Ken Danby:
Recognized as one of the world’s foremost realist artists and best-known in Canada for his iconic hockey painting, At The Crease, Ken Danby has died at the age of 67 while canoeing in Algonquin Park.
Born in Sault Ste. Marie, Danby’s vast portfolio includes everything from portraits of famous Canadians to athletes in mid-play and landscape paintings so crystalline that at first glance they resemble photographs.
“He aspired to be — and in many ways achieved — the status of Canada’s storyteller,” Matthew Teitelbaum, director of the Art Gallery of Ontario, said in an interview today.
“He wanted to be an artist who painted Canada in its heroic moments and in its everyday moments . . . he wanted to tell people through his art that you could paint realistically and capture great emotion and generate great feeling, and he did.”
Ken McGee, manager of the Danby Studio in Guelph, called his friend a Canadian treasure.
“He’s been called a national icon and that’s basically what he was,” McGee said today.
The prolific artist was said to have known from a young age that he wanted to paint, and enrolled in the Ontario College of Art in 1958.
Danby’s first one-man show in 1964 sold out, an occurrence that would become commonplace as his work proved popular with private, corporate and museum collectors.
When asked to identify his favourite work, the prolific Danby frequently replied: “My next one.”
His 1972 painting of a masked hockey goalie hunched in the crease is considered by many to be a Canadian national symbol and is sometimes mistakenly thought to be a portrait of legendary netminder Ken Dryden.
Lacing Up, another hockey painting of someone tying his skates in a locker room, is almost equally iconic.
On his website, Danby recalled an encounter about At The Crease.
“One day, a woman complimented me on my painting At the Crease, which she referred to as ‘that painting you did of the goalie, Ken Dryden,”’ he recalled.
“She said that she had long had a print of it in her home and really enjoyed it. I thanked her, but also explained that, ‘It isn’t an image of Ken Dryden.’
“Looking puzzled, she replied, ‘Yes it is.’ I responded, ’No it isn’t.’ After a long pause, she loudly exclaimed, ’Yes it is!’ I quickly apologized, with the sudden realization that she was right. It’s really whomever one wants it to be.”
The goalie painting is Danby’s most successful but there’s a lot more to his portfolio, McGee said.
“It’s a worldwide image now. Over the years we have sold literally hundreds of thousands of those images — anybody who knows hockey knows that image and therefore knows Ken Danby,” he said.
“But his reputation seemed to be, from the public point of view, that of a sports artist and he was certainly much, much, much more than that. His works ranged from sports images and panoramic landscapes to huge oils and figurative works and just some stunning works. Particularly in the last few years, his work has expanded both in size and imagery.”
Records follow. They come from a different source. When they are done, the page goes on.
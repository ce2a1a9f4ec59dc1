//! Finds where values of interesting scalar types appear in the response to a query.
//!
//! The walk is a plain recursive descent over the validated document: every field
//! already knows its definition, so its declared type is known without tracking a
//! type context. Fragment definitions are walked once each, no matter how many
//! times they are spread, and spreads are inlined afterwards.

use std::collections::HashSet;

use apollo_compiler::ExecutableDocument;
use apollo_compiler::Name;
use apollo_compiler::Schema;
use apollo_compiler::executable::Field;
use apollo_compiler::executable::Operation;
use apollo_compiler::executable::Selection;
use apollo_compiler::executable::SelectionSet;

use crate::json_ext::Path;
use crate::spec::Fragments;
use crate::spec::Occurrence;
use crate::spec::ScalarOccurrence;
use crate::spec::field_type;

/// The set of scalar type names whose values should be found.
pub trait InterestingScalars {
    fn contains_scalar(&self, name: &str) -> bool;
}

impl InterestingScalars for HashSet<String> {
    fn contains_scalar(&self, name: &str) -> bool {
        self.contains(name)
    }
}

impl InterestingScalars for [&str] {
    fn contains_scalar(&self, name: &str) -> bool {
        self.contains(&name)
    }
}

impl<const N: usize> InterestingScalars for [&str; N] {
    fn contains_scalar(&self, name: &str) -> bool {
        self.contains(&name)
    }
}

/// Returns every place where a value of one of the `scalars` appears in responses
/// to any operation of `document`, with fragment spreads inlined.
///
/// The order is the order of the document. Resolving the same document twice
/// gives the same result.
pub fn resolve<S>(
    document: &ExecutableDocument,
    schema: &Schema,
    scalars: &S,
) -> Vec<ScalarOccurrence>
where
    S: InterestingScalars + ?Sized,
{
    let operations = document
        .operations
        .anonymous
        .iter()
        .chain(document.operations.named.values())
        .map(|operation| &**operation);
    resolve_operations(document, operations, schema, scalars)
}

/// Same as [`resolve`], for a single operation of the document.
///
/// Returns `None` if the document has no such operation. Without a name, the
/// anonymous operation is used, or the only one when there is a single operation.
pub fn resolve_operation<S>(
    document: &ExecutableDocument,
    operation_name: Option<&str>,
    schema: &Schema,
    scalars: &S,
) -> Option<Vec<ScalarOccurrence>>
where
    S: InterestingScalars + ?Sized,
{
    let operation = select_operation(document, operation_name)?;
    Some(resolve_operations(
        document,
        std::iter::once(operation),
        schema,
        scalars,
    ))
}

pub(crate) fn select_operation<'a>(
    document: &'a ExecutableDocument,
    operation_name: Option<&str>,
) -> Option<&'a Operation> {
    match operation_name {
        Some(name) => document.operations.named.get(name).map(|op| &**op),
        None => match &document.operations.anonymous {
            Some(operation) => Some(&**operation),
            None if document.operations.named.len() == 1 => {
                document.operations.named.values().next().map(|op| &**op)
            }
            None => None,
        },
    }
}

fn resolve_operations<'a, S>(
    document: &'a ExecutableDocument,
    operations: impl Iterator<Item = &'a Operation>,
    schema: &Schema,
    scalars: &S,
) -> Vec<ScalarOccurrence>
where
    S: InterestingScalars + ?Sized,
{
    let mut collector = Collector {
        schema,
        scalars,
        in_operations: Vec::new(),
        fragments: Fragments::default(),
        path: Path::empty(),
    };
    for operation in operations {
        collector.selection_set(&operation.selection_set, None);
    }
    for fragment in document.fragments.values() {
        collector.selection_set(&fragment.selection_set, Some(&fragment.name));
    }

    let Collector {
        in_operations,
        mut fragments,
        ..
    } = collector;
    let resolved = fragments.inline(in_operations);
    tracing::debug!(occurrences = resolved.len(), "resolved scalar paths");
    resolved
}

struct Collector<'a, S: ?Sized> {
    schema: &'a Schema,
    scalars: &'a S,
    in_operations: Vec<Occurrence>,
    fragments: Fragments,
    /// Response keys from the root of the operation or fragment being walked.
    path: Path,
}

impl<S> Collector<'_, S>
where
    S: InterestingScalars + ?Sized,
{
    fn selection_set(&mut self, selection_set: &SelectionSet, fragment: Option<&Name>) {
        for selection in &selection_set.selections {
            match selection {
                Selection::Field(field) => self.field(field, fragment),
                Selection::FragmentSpread(spread) => {
                    let occurrence = Occurrence::FragmentSpread {
                        fragment_name: spread.fragment_name.clone(),
                        path: self.path.clone(),
                    };
                    self.emit(occurrence, fragment)
                }
                // Inline fragments select more fields on the same object.
                Selection::InlineFragment(inline) => {
                    self.selection_set(&inline.selection_set, fragment)
                }
            }
        }
    }

    fn field(&mut self, field: &Field, fragment: Option<&Name>) {
        let response_key = field.alias.as_ref().unwrap_or(&field.name);
        self.path.push(response_key.as_str());

        if let Some(scalar) = field_type::scalar_type_name(field.ty(), self.schema)
            && self.scalars.contains_scalar(scalar)
        {
            tracing::trace!(
                scalar = %scalar,
                path = %self.path,
                "found scalar"
            );
            let occurrence = Occurrence::Scalar(ScalarOccurrence {
                name: scalar.to_string(),
                path: self.path.clone(),
            });
            self.emit(occurrence, fragment);
        }
        self.selection_set(&field.selection_set, fragment);

        self.path.pop();
    }

    fn emit(&mut self, occurrence: Occurrence, fragment: Option<&Name>) {
        match fragment {
            Some(fragment_name) => self.fragments.push(fragment_name, occurrence),
            None => self.in_operations.push(occurrence),
        }
    }
}

#[cfg(test)]
mod tests {
    use apollo_compiler::validation::Valid;
    use pretty_assertions::assert_eq;

    use super::*;

    const SCHEMA: &str = r#"
        scalar Date
        scalar JSON

        type Query {
            simple: String!
            date: Date
            nested: Nested!
            list: [String!]!
            dates: [[Date!]]
            listNested: [Nested!]!
            post(id: ID!): Post
            search: [SearchResult!]!
        }

        type Nested {
            name: String!
            createdAt: Date!
            child: Nested
        }

        type Post {
            id: ID!
            title: String!
            publishedAt: Date
            meta: JSON
            author: Author!
        }

        type Author {
            name: String!
            birthday: Date
            posts: [Post!]!
        }

        union SearchResult = Post | Author
    "#;

    fn schema() -> Valid<Schema> {
        Schema::parse_and_validate(SCHEMA, "schema.graphql").unwrap()
    }

    fn scalars_in(query: &str, scalars: &[&str]) -> Vec<ScalarOccurrence> {
        let schema = schema();
        let document = ExecutableDocument::parse_and_validate(&schema, query, "query.graphql")
            .unwrap();
        let mut resolved = resolve(&document, &schema, scalars);
        resolved.sort();
        resolved
    }

    #[test]
    fn finds_fields_at_every_depth() {
        assert_eq!(
            scalars_in(
                "{ simple date nested { name createdAt child { createdAt } } }",
                &["Date"]
            ),
            vec![
                ScalarOccurrence::new("Date", "date"),
                ScalarOccurrence::new("Date", "nested/child/createdAt"),
                ScalarOccurrence::new("Date", "nested/createdAt"),
            ]
        );
    }

    #[test]
    fn list_wrappers_do_not_add_path_segments() {
        assert_eq!(
            scalars_in("{ list dates listNested { name } }", &["String", "Date"]),
            vec![
                ScalarOccurrence::new("Date", "dates"),
                ScalarOccurrence::new("String", "list"),
                ScalarOccurrence::new("String", "listNested/name"),
            ]
        );
    }

    #[test]
    fn aliases_take_precedence_over_names() {
        assert_eq!(
            scalars_in(
                "{ when: date first: nested { at: createdAt } second: nested { createdAt } }",
                &["Date"]
            ),
            vec![
                ScalarOccurrence::new("Date", "first/at"),
                ScalarOccurrence::new("Date", "second/createdAt"),
                ScalarOccurrence::new("Date", "when"),
            ]
        );
    }

    #[test]
    fn untracked_scalars_are_ignored() {
        assert!(scalars_in("{ simple list nested { name } }", &["Date"]).is_empty());
        assert!(scalars_in("{ date }", &[]).is_empty());
    }

    #[test]
    fn meta_fields_are_scalars_too() {
        assert_eq!(
            scalars_in("{ __typename nested { __typename name } }", &["String"]),
            vec![
                ScalarOccurrence::new("String", "__typename"),
                ScalarOccurrence::new("String", "nested/__typename"),
                ScalarOccurrence::new("String", "nested/name"),
            ]
        );
    }

    #[test]
    fn inline_fragments_keep_the_enclosing_path() {
        assert_eq!(
            scalars_in(
                r#"{
                    search {
                        ... on Post { publishedAt }
                        ... on Author { birthday }
                        ... { __typename }
                    }
                }"#,
                &["Date"]
            ),
            vec![
                ScalarOccurrence::new("Date", "search/birthday"),
                ScalarOccurrence::new("Date", "search/publishedAt"),
            ]
        );
    }

    #[test]
    fn fragment_spreads_are_inlined_at_each_call_site() {
        assert_eq!(
            scalars_in(
                r#"
                query {
                    first: nested { ...NestedFields }
                    second: nested { child { ...NestedFields } }
                }

                fragment NestedFields on Nested {
                    createdAt
                }
                "#,
                &["Date"]
            ),
            vec![
                ScalarOccurrence::new("Date", "first/createdAt"),
                ScalarOccurrence::new("Date", "second/child/createdAt"),
            ]
        );
    }

    #[test]
    fn nested_fragments_are_inlined() {
        assert_eq!(
            scalars_in(
                r#"
                query {
                    post(id: 1) { ...PostFields }
                }

                fragment PostFields on Post {
                    publishedAt
                    meta
                    author { ...AuthorFields }
                }

                fragment AuthorFields on Author {
                    birthday
                    posts { title publishedAt }
                }
                "#,
                &["Date", "JSON"]
            ),
            vec![
                ScalarOccurrence::new("Date", "post/author/birthday"),
                ScalarOccurrence::new("Date", "post/author/posts/publishedAt"),
                ScalarOccurrence::new("Date", "post/publishedAt"),
                ScalarOccurrence::new("JSON", "post/meta"),
            ]
        );
    }

    #[test]
    fn spread_at_the_root_and_inside_inline_fragment() {
        assert_eq!(
            scalars_in(
                r#"
                query {
                    ...Root
                    search { ... on Post { ...PostDate } }
                }

                fragment Root on Query { date }
                fragment PostDate on Post { publishedAt }
                "#,
                &["Date"]
            ),
            vec![
                ScalarOccurrence::new("Date", "date"),
                ScalarOccurrence::new("Date", "search/publishedAt"),
            ]
        );
    }

    #[test]
    fn fragment_cycles_terminate() {
        let schema = schema();
        // Cycles do not pass validation, so build the document without it.
        let document = ExecutableDocument::parse(
            &schema,
            r#"
            query {
                nested { ...Recursive }
            }

            fragment Recursive on Nested {
                createdAt
                child { ...Recursive }
            }
            "#,
            "query.graphql",
        )
        .unwrap();
        assert_eq!(
            resolve(&document, &schema, &["Date"]),
            vec![ScalarOccurrence::new("Date", "nested/createdAt")]
        );
    }

    #[test]
    fn resolution_is_idempotent() {
        let query = r#"
            query {
                a: nested { ...F }
                b: nested { ...F }
                dates
            }
            fragment F on Nested { createdAt child { ...G } }
            fragment G on Nested { createdAt }
        "#;
        let first = scalars_in(query, &["Date"]);
        assert_eq!(first.len(), 5);
        assert_eq!(first, scalars_in(query, &["Date"]));
    }

    #[test]
    fn selects_a_single_operation() {
        let schema = schema();
        let document = ExecutableDocument::parse_and_validate(
            &schema,
            r#"
            query Dates { date }
            query Names { nested { name } }
            "#,
            "query.graphql",
        )
        .unwrap();
        let scalars = ["Date", "String"];

        assert_eq!(
            resolve_operation(&document, Some("Names"), &schema, &scalars),
            Some(vec![ScalarOccurrence::new("String", "nested/name")])
        );
        assert_eq!(
            resolve_operation(&document, Some("Missing"), &schema, &scalars),
            None
        );
        // Ambiguous without a name.
        assert_eq!(resolve_operation(&document, None, &schema, &scalars), None);
        assert_eq!(resolve(&document, &schema, &scalars).len(), 2);
    }
}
In the 1980s, Danby prepared a series of watercolours on the Americas Cup and the Canadian athletes at the 1984 Winter Olympics in Sarajevo.
He also served on the governing board of the Canada Council and as a member of the Board of Trustees of the National Gallery of Canada.
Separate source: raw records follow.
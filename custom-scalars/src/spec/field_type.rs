use apollo_compiler::Schema;
use apollo_compiler::ast::NamedType;
use apollo_compiler::schema::ExtendedType;
use apollo_compiler::schema::Type;

/// Strips list and non-null wrappers from a type.
///
/// Example: for the field `list: [[Date!]]!`, it returns `Date`.
pub(crate) fn innermost_named_type(ty: &Type) -> &NamedType {
    match ty {
        Type::Named(name) | Type::NonNullNamed(name) => name,
        Type::List(inner) | Type::NonNullList(inner) => innermost_named_type(inner),
    }
}

/// Returns the name of the scalar a field of type `ty` resolves to, if the
/// innermost named type is a scalar (built-in or custom).
pub(crate) fn scalar_type_name<'a>(ty: &'a Type, schema: &Schema) -> Option<&'a NamedType> {
    let name = innermost_named_type(ty);
    match schema.types.get(name) {
        Some(ExtendedType::Scalar(_)) => Some(name),
        _ => None,
    }
}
McGee said that Danby, who continued to paint avidly, was on the lookout for new inspiration while canoeing with his wife, Gillian, in Ontario’s pristine Algonquin Park on Sunday.
“He died gathering information for more paintings,” said McGee, who remembered his friend as “amenable, friendly, approachable, kind and generous.”
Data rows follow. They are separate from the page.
//! JSON helpers: value aliases, field paths and the structural mapper that
//! rewrites values found at a path of a response.

use std::fmt;

use serde::Serialize;
use serde_json_bytes::ByteString;
use serde_json_bytes::Map;

/// A JSON object.
pub type Object = Map<ByteString, Value>;

/// A JSON value, with string storage shared with the response bytes.
pub type Value = serde_json_bytes::Value;

/// A path to a value inside of a response, made of response keys (a field's alias
/// if it has one, its name otherwise).
///
/// Paths never contain list indices: when a key designates a list, the path
/// continues through every element of that list.
#[derive(Clone, Debug, Default, PartialEq, Eq, Hash, PartialOrd, Ord, Serialize)]
#[serde(transparent)]
pub struct Path(Vec<String>);

impl Path {
    pub fn empty() -> Self {
        Self::default()
    }

    pub fn len(&self) -> usize {
        self.0.len()
    }

    pub fn is_empty(&self) -> bool {
        self.0.is_empty()
    }

    pub fn iter(&self) -> impl Iterator<Item = &str> {
        self.0.iter().map(String::as_str)
    }

    pub fn last(&self) -> Option<&str> {
        self.0.last().map(String::as_str)
    }

    pub(crate) fn push(&mut self, key: impl Into<String>) {
        self.0.push(key.into())
    }

    pub(crate) fn pop(&mut self) -> Option<String> {
        self.0.pop()
    }

    /// Returns a new path made of `self` followed by `other`.
    pub fn join(&self, other: &Path) -> Path {
        let mut joined = Vec::with_capacity(self.len() + other.len());
        joined.extend(self.0.iter().cloned());
        joined.extend(other.0.iter().cloned());
        Path(joined)
    }

    pub(crate) fn as_slice(&self) -> &[String] {
        &self.0
    }
}

impl<T: Into<String>> FromIterator<T> for Path {
    fn from_iter<I: IntoIterator<Item = T>>(iter: I) -> Self {
        Path(iter.into_iter().map(Into::into).collect())
    }
}

impl From<&str> for Path {
    /// Parses a `/` separated path, such as `listNested/name`.
    fn from(s: &str) -> Self {
        s.split('/').filter(|key| !key.is_empty()).collect()
    }
}

impl fmt::Display for Path {
    fn fmt(&self, f: &mut fmt::Formatter<'_>) -> fmt::Result {
        for key in &self.0 {
            write!(f, "/{key}")?;
        }
        Ok(())
    }
}

pub(crate) trait ValueExt {
    /// Replaces every value designated by `path` with the result of `transform`.
    ///
    /// Lists are traversed wherever they appear, nulls and values that do not
    /// match the shape of the path are left as they are.
    fn map_path(&mut self, path: &[String], transform: &dyn Fn(Value) -> Value);

    /// Replaces a leaf value, distributing over lists. Null is never transformed.
    fn map_leaf(&mut self, transform: &dyn Fn(Value) -> Value);
}

impl ValueExt for Value {
    fn map_path(&mut self, path: &[String], transform: &dyn Fn(Value) -> Value) {
        match self {
            Value::Array(items) => items
                .iter_mut()
                .for_each(|item| item.map_path(path, transform)),
            Value::Object(object) => {
                let Some((key, rest)) = path.split_first() else {
                    return;
                };
                let Some(child) = object.get_mut(key.as_str()) else {
                    return;
                };
                if rest.is_empty() {
                    child.map_leaf(transform)
                } else {
                    child.map_path(rest, transform)
                }
            }
            _ => {}
        }
    }

    fn map_leaf(&mut self, transform: &dyn Fn(Value) -> Value) {
        match self {
            Value::Null => {}
            Value::Array(items) => items.iter_mut().for_each(|item| item.map_leaf(transform)),
            leaf => *leaf = transform(std::mem::take(leaf)),
        }
    }
}

/// Returns `value` with `transform` applied at every position designated by `path`.
///
/// The value is taken by ownership, so callers can never observe it half rewritten.
/// Anything not on the path is moved to the result untouched. This never fails: a
/// null, a missing key or a value of an unexpected shape simply stops the descent.
pub fn map_scalar(mut value: Value, path: &Path, transform: &dyn Fn(Value) -> Value) -> Value {
    value.map_path(path.as_slice(), transform);
    value
}

#[cfg(test)]
mod tests {
    use std::sync::atomic::AtomicUsize;
    use std::sync::atomic::Ordering;

    use pretty_assertions::assert_eq;
    use serde_json_bytes::json;

    use super::*;

    fn uppercase(value: Value) -> Value {
        match value.as_str() {
            Some(s) => Value::String(s.to_uppercase().into()),
            None => value,
        }
    }

    #[test]
    fn path_display_and_parse() {
        let path = Path::from("first/nested/name");
        assert_eq!(path.len(), 3);
        assert_eq!(path.last(), Some("name"));
        assert_eq!(path.to_string(), "/first/nested/name");
        assert_eq!(Path::from("/a//b/"), Path::from_iter(["a", "b"]));
    }

    #[test]
    fn join_prefixes_paths() {
        let prefix = Path::from("first/nested");
        assert_eq!(
            prefix.join(&Path::from("name")),
            Path::from("first/nested/name")
        );
        assert_eq!(Path::empty().join(&prefix), prefix);
    }

    #[test]
    fn maps_top_level_scalar() {
        let data = json!({ "simple": "a", "other": "b" });
        assert_eq!(
            map_scalar(data, &Path::from("simple"), &uppercase),
            json!({ "simple": "A", "other": "b" })
        );
    }

    #[test]
    fn maps_nested_scalar() {
        let data = json!({ "nested": { "name": "a", "id": "x" } });
        assert_eq!(
            map_scalar(data, &Path::from("nested/name"), &uppercase),
            json!({ "nested": { "name": "A", "id": "x" } })
        );
    }

    #[test]
    fn fans_out_over_lists_of_scalars() {
        let data = json!({ "list": ["a", "b"] });
        assert_eq!(
            map_scalar(data, &Path::from("list"), &uppercase),
            json!({ "list": ["A", "B"] })
        );
    }

    #[test]
    fn fans_out_over_lists_of_objects() {
        let data = json!({ "listNested": [{ "name": "a" }, { "name": "b" }] });
        assert_eq!(
            map_scalar(data, &Path::from("listNested/name"), &uppercase),
            json!({ "listNested": [{ "name": "A" }, { "name": "B" }] })
        );
    }

    #[test]
    fn fans_out_over_nested_lists() {
        let data = json!({
            "matrix": [["a", "b"], ["c"]],
            "grid": [[{ "name": "a" }], [{ "name": "b" }, null]],
        });
        let data = map_scalar(data, &Path::from("matrix"), &uppercase);
        let data = map_scalar(data, &Path::from("grid/name"), &uppercase);
        assert_eq!(
            data,
            json!({
                "matrix": [["A", "B"], ["C"]],
                "grid": [[{ "name": "A" }], [{ "name": "B" }, null]],
            })
        );
    }

    #[test]
    fn nulls_are_never_transformed() {
        let calls = AtomicUsize::new(0);
        let counting = |value: Value| {
            calls.fetch_add(1, Ordering::SeqCst);
            value
        };

        let data = json!({
            "listNestedNullable": null,
            "nullableLeaf": null,
            "list": ["a", null],
            "nested": { "inner": null },
        });
        let expected = data.clone();
        let data = map_scalar(data, &Path::from("listNestedNullable/name"), &counting);
        let data = map_scalar(data, &Path::from("nullableLeaf"), &counting);
        let data = map_scalar(data, &Path::from("nested/inner/name"), &counting);
        assert_eq!(data, expected);
        assert_eq!(calls.load(Ordering::SeqCst), 0);

        let data = map_scalar(data, &Path::from("list"), &counting);
        assert_eq!(data, expected);
        assert_eq!(calls.load(Ordering::SeqCst), 1);
    }

    #[test]
    fn mismatched_shapes_are_left_alone() {
        let data = json!({ "nested": "not an object", "list": [1, { "name": "a" }] });
        let expected = json!({ "nested": "not an object", "list": [1, { "name": "A" }] });
        let data = map_scalar(data, &Path::from("nested/name"), &uppercase);
        let data = map_scalar(data, &Path::from("missing/name"), &uppercase);
        let data = map_scalar(data, &Path::from("list/name"), &uppercase);
        assert_eq!(data, expected);
        assert_eq!(map_scalar(Value::Null, &Path::from("a"), &uppercase), Value::Null);
    }

    #[test]
    fn empty_path_is_a_no_op() {
        let data = json!({ "simple": "a" });
        assert_eq!(map_scalar(data.clone(), &Path::empty(), &uppercase), data);
    }
}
Danby was also touched by admirers of his work.
“When my painting, Acapulco, was first exhibited, I happened to be in the gallery one day and observed a gentleman standing in front of it for the longest time, seemingly lost in thought,” he once recalled.
“Suddenly and quite unconsciously, I’m sure, he concluded his absorption by rising up on tip-toes, as if by doing so he just might be able to see behind the diving board. What a compliment!”
Danby was a big supporter of the arts, and frequently railed against the lack of arts education in the public school system.
“The arts are just as important as math and science in education, and just as important as any other endeavour in our lives,” he said.
“Art is a necessity. Art is an absolutely essential part of our enlightenment process. We cannot, as a species, as a civilized society, regard ourselves as being enlightened without the arts.”
In 1975, Danby was elected a member of the Royal Canadian Academy of Arts. He was also a recipient of the Jessie Dow Prize, the 125th Anniversary Commemorative Medal of Canada, the City of Sault Ste. Marie’s Award of Merit and both the Queen’s Silver and Golden Jubilee Medals.
In 2001, he was vested in both the Order of Ontario and the Order of Canada.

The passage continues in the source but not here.